Карлица поставила запеканку на стол и остановилась, разглядывая закрытый чемодан. Она вытерла руки о передник, едва прикрывавший ее живот и бедра, — жалкая полоска ткани под неправдоподобными шарами грудей, — и с улыбкой, от которой она казалась почти красивой, спросила:
— Вы когда-нибудь дадите мне почитать тетрадки, что у вас здесь лежат, а? Завтра, послезавтра? Я училась читать по таким же вот тетрадкам. Как увидела их, вспомнилось прошлое.
— Это не мои тетради, — сказал Полковник. — Их нельзя читать.
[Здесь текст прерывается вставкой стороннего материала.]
impl RawProtobufMarshaller for WrappedMessageMarshaller {
    type Target = WrappedValue;

    fn type_name(&self) -> &str {
        WRAPPED_MESSAGE_TYPE_NAME
    }

    fn write_to(&self, writer: &mut ProtoStreamWriter<'_>, value: &WrappedValue) -> Result<()> {
        let ctx = writer.serialization_context();
        match value {
            WrappedValue::Message { type_name, value } => {
                let delegate = Self::object_delegate(ctx, type_name, value.as_ref())?;
                let body = writer.marshall_detached(&delegate, value.as_ref())?;
                let out = writer.raw_output();
                out.write_string(WRAPPED_DESCRIPTOR_FULL_NAME, type_name);
                out.write_bytes(WRAPPED_MESSAGE_BYTES, body.as_bytes());
            }
            WrappedValue::Enum { type_name, value } => {
                let delegate = Self::object_delegate(ctx, type_name, value.as_ref())?;
                let number = delegate.encode_enum(type_name, value.as_ref())?;
                let out = writer.raw_output();
                out.write_string(WRAPPED_DESCRIPTOR_FULL_NAME, type_name);
                out.write_enum(WRAPPED_ENUM, number);
            }
            primitive => {
                let out = writer.raw_output();
                match primitive {
                    WrappedValue::Null => {}
                    WrappedValue::Double(v) => out.write_double(WRAPPED_DOUBLE, *v),
                    WrappedValue::Float(v) => out.write_float(WRAPPED_FLOAT, *v),
                    WrappedValue::Int64(v) => out.write_int64(WRAPPED_INT64, *v),
                    WrappedValue::UInt64(v) => out.write_uint64(WRAPPED_UINT64, *v),
                    WrappedValue::Int32(v) => out.write_int32(WRAPPED_INT32, *v),
                    WrappedValue::Fixed64(v) => out.write_fixed64(WRAPPED_FIXED64, *v),
                    WrappedValue::Fixed32(v) => out.write_fixed32(WRAPPED_FIXED32, *v),
                    WrappedValue::Bool(v) => out.write_bool(WRAPPED_BOOL, *v),
                    WrappedValue::String(v) => out.write_string(WRAPPED_STRING, v),
                    WrappedValue::Bytes(v) => out.write_bytes(WRAPPED_BYTES, v),
                    WrappedValue::UInt32(v) => out.write_uint32(WRAPPED_UINT32, *v),
                    WrappedValue::SFixed32(v) => out.write_sfixed32(WRAPPED_SFIXED32, *v),
                    WrappedValue::SFixed64(v) => out.write_sfixed64(WRAPPED_SFIXED64, *v),
                    WrappedValue::SInt32(v) => out.write_sint32(WRAPPED_SINT32, *v),
                    WrappedValue::SInt64(v) => out.write_sint64(WRAPPED_SINT64, *v),
                    WrappedValue::Enum { .. } | WrappedValue::Message { .. } => {}
                }
            }
        }
        Ok(())
    }

    fn read_from<'a>(
        &self,
        reader: &mut ProtoStreamReader<'a>,
        input: &mut RawProtoStreamReader<'a>,
    ) -> Result<WrappedValue> {
        let mut primitive: Option<WrappedValue> = None;
        let mut type_name: Option<String> = None;
        let mut message_bytes: Option<&'a [u8]> = None;
        let mut enum_number: Option<i32> = None;

        loop {
            let tag = input.read_tag()?;
            if tag == 0 {
                break;
            }
            let number = tag_field_number(tag);
            let wire_type = tag_wire_type(tag)?;
            let expected = match number {
                WRAPPED_DOUBLE | WRAPPED_FIXED64 | WRAPPED_SFIXED64 => WireType::Fixed64,
                WRAPPED_FLOAT | WRAPPED_FIXED32 | WRAPPED_SFIXED32 => WireType::Fixed32,
                WRAPPED_STRING | WRAPPED_BYTES | WRAPPED_DESCRIPTOR_FULL_NAME
                | WRAPPED_MESSAGE_BYTES => WireType::LengthDelimited,
                WRAPPED_INT64 | WRAPPED_UINT64 | WRAPPED_INT32 | WRAPPED_BOOL
                | WRAPPED_UINT32 | WRAPPED_SINT32 | WRAPPED_SINT64 | WRAPPED_ENUM => {
                    WireType::Varint
                }
                _ => {
                    tracing::trace!("skipping unknown field {} in wrapped message", number);
                    input.skip_field(tag)?;
                    continue;
                }
            };
            if wire_type != expected {
                return Err(ProtoStreamError::malformed(format!(
                    "wrapped message field {} has wire type {:?}, expected {:?}",
                    number, wire_type, expected
                )));
            }

            let value = match number {
                WRAPPED_DESCRIPTOR_FULL_NAME => {
                    set_once(&mut type_name, input.read_string()?)?;
                    continue;
                }
                WRAPPED_MESSAGE_BYTES => {
                    set_once(&mut message_bytes, input.read_length_delimited()?)?;
                    continue;
                }
                WRAPPED_ENUM => {
                    set_once(&mut enum_number, input.read_enum()?)?;
                    continue;
                }
                WRAPPED_DOUBLE => WrappedValue::Double(input.read_double()?),
                WRAPPED_FLOAT => WrappedValue::Float(input.read_float()?),
                WRAPPED_INT64 => WrappedValue::Int64(input.read_int64()?),
                WRAPPED_UINT64 => WrappedValue::UInt64(input.read_uint64()?),
                WRAPPED_INT32 => WrappedValue::Int32(input.read_int32()?),
                WRAPPED_FIXED64 => WrappedValue::Fixed64(input.read_fixed64()?),
                WRAPPED_FIXED32 => WrappedValue::Fixed32(input.read_fixed32()?),
                WRAPPED_BOOL => WrappedValue::Bool(input.read_bool()?),
                WRAPPED_STRING => WrappedValue::String(input.read_string()?),
                WRAPPED_BYTES => WrappedValue::Bytes(input.read_bytes()?),
                WRAPPED_UINT32 => WrappedValue::UInt32(input.read_uint32()?),
                WRAPPED_SFIXED32 => WrappedValue::SFixed32(input.read_sfixed32()?),
                WRAPPED_SFIXED64 => WrappedValue::SFixed64(input.read_sfixed64()?),
                WRAPPED_SINT32 => WrappedValue::SInt32(input.read_sint32()?),
                _ => WrappedValue::SInt64(input.read_sint64()?),
            };
            set_once(&mut primitive, value)?;
        }

        match (primitive, type_name, message_bytes, enum_number) {
            (None, None, None, None) => Ok(WrappedValue::Null),
            (Some(value), None, None, None) => Ok(value),
            (None, Some(type_name), Some(bytes), None) => {
                let delegate = reader.serialization_context().lookup_by_name(&type_name)?;
                let value = reader.unmarshall_detached(&delegate, bytes)?;
                Ok(WrappedValue::Message { type_name, value })
            }
            (None, Some(type_name), None, Some(number)) => {
                let delegate = reader.serialization_context().lookup_by_name(&type_name)?;
                let value = delegate.decode_enum(&type_name, number)?.ok_or_else(|| {
                    ProtoStreamError::malformed(format!(
                        "unknown value {} for enum {}",
                        number, type_name
                    ))
                })?;
                Ok(WrappedValue::Enum { type_name, value })
            }
            _ => Err(ProtoStreamError::malformed(
                "wrapped message holds contradictory value slots",
            )),
        }
    }
}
Это армейские тетради.
— Значит, их нельзя читать? — удивилась она.
Она приоткрыла дверь. Ветер задувал волнами, по настроению, то нежными, то свирепыми, вздымал тучи пыли и рассеивал вокруг. Темная волна пыли ворвалась в комнату и сразу занесла все — обиду, сожаления, слова, — все, что посмело ей противиться.
— Будет дождь, — сказала Эрсилия, уходя. — У Ферруччо есть для вас радиограмма. Пришла сегодня рано утром.
Он еще долго лежал не двигаясь, наблюдая за медленным угасанием света, еще державшегося в бледно-оранжевых тонах с четырех часов до шести, затем неспешно сменявшим оттенки вплоть до фиолетового после семи часов: величавое, подавляющее настроение сумерек, на которое никому не под силу смотреть прямо и которое, быть может, задумано не для человеческих глаз.